Stored items
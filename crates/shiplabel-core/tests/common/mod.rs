//! Test fixtures: minimal text PDFs shaped like carrier BOLs.

use lopdf::content::{Content, Operation};
use lopdf::{dictionary, Document, Object, Stream};

/// Build a PDF with one page per entry, each line drawn as its own text row.
pub fn text_pdf(pages: &[&[&str]]) -> Vec<u8> {
    let mut doc = Document::with_version("1.5");
    let pages_id = doc.new_object_id();
    let font_id = doc.add_object(dictionary! {
        "Type" => "Font",
        "Subtype" => "Type1",
        "BaseFont" => "Helvetica",
        "Encoding" => "WinAnsiEncoding",
    });
    let resources_id = doc.add_object(dictionary! {
        "Font" => dictionary! { "F1" => font_id },
    });

    let mut kids = Vec::new();
    for lines in pages {
        let mut operations = vec![
            Operation::new("BT", vec![]),
            Operation::new("Tf", vec!["F1".into(), 11.into()]),
            Operation::new("TL", vec![14.into()]),
            Operation::new("Td", vec![40.into(), 750.into()]),
        ];
        for line in lines.iter() {
            operations.push(Operation::new("Tj", vec![Object::string_literal(*line)]));
            operations.push(Operation::new("T*", vec![]));
        }
        operations.push(Operation::new("ET", vec![]));

        let content = Content { operations }.encode().unwrap();
        let content_id = doc.add_object(Stream::new(dictionary! {}, content));
        let page_id = doc.add_object(dictionary! {
            "Type" => "Page",
            "Parent" => pages_id,
            "Contents" => content_id,
        });
        kids.push(page_id.into());
    }

    let count = kids.len() as i64;
    doc.objects.insert(
        pages_id,
        Object::Dictionary(dictionary! {
            "Type" => "Pages",
            "Kids" => kids,
            "Count" => count,
            "Resources" => resources_id,
            "MediaBox" => vec![0.into(), 0.into(), 612.into(), 792.into()],
        }),
    );
    let catalog_id = doc.add_object(dictionary! {
        "Type" => "Catalog",
        "Pages" => pages_id,
    });
    doc.trailer.set("Root", catalog_id);

    let mut out = Vec::new();
    doc.save_to(&mut out).unwrap();
    out
}

/// First page of a BOL for scenario A.
pub const BOL_PAGE: &[&str] = &[
    "STRAIGHT BILL OF LADING",
    "BOL Number: PLS12345",
    "Carrier: ABCD Freight",
    "SCAC: ABCD",
    "Sales Order: SO-9988-1",
    "Pro Number: 555666",
    "Pieces: 3",
];

/// Continuation page repeating the shipment header.
pub const BOL_CONTINUATION: &[&str] = &[
    "BOL Number: PLS12345",
    "Sales Order: SO-9988-1",
    "Special instructions: call before delivery",
];

/// A page without any shipment identifier.
pub const TERMS_PAGE: &[&str] = &["TERMS AND CONDITIONS", "Subject to the carrier tariff"];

TASK ITEM »
What is the number of lines above that hold the word "lopdf"? Answer with that number alone.

RESPONSE FOR THIS EXERCISE »
2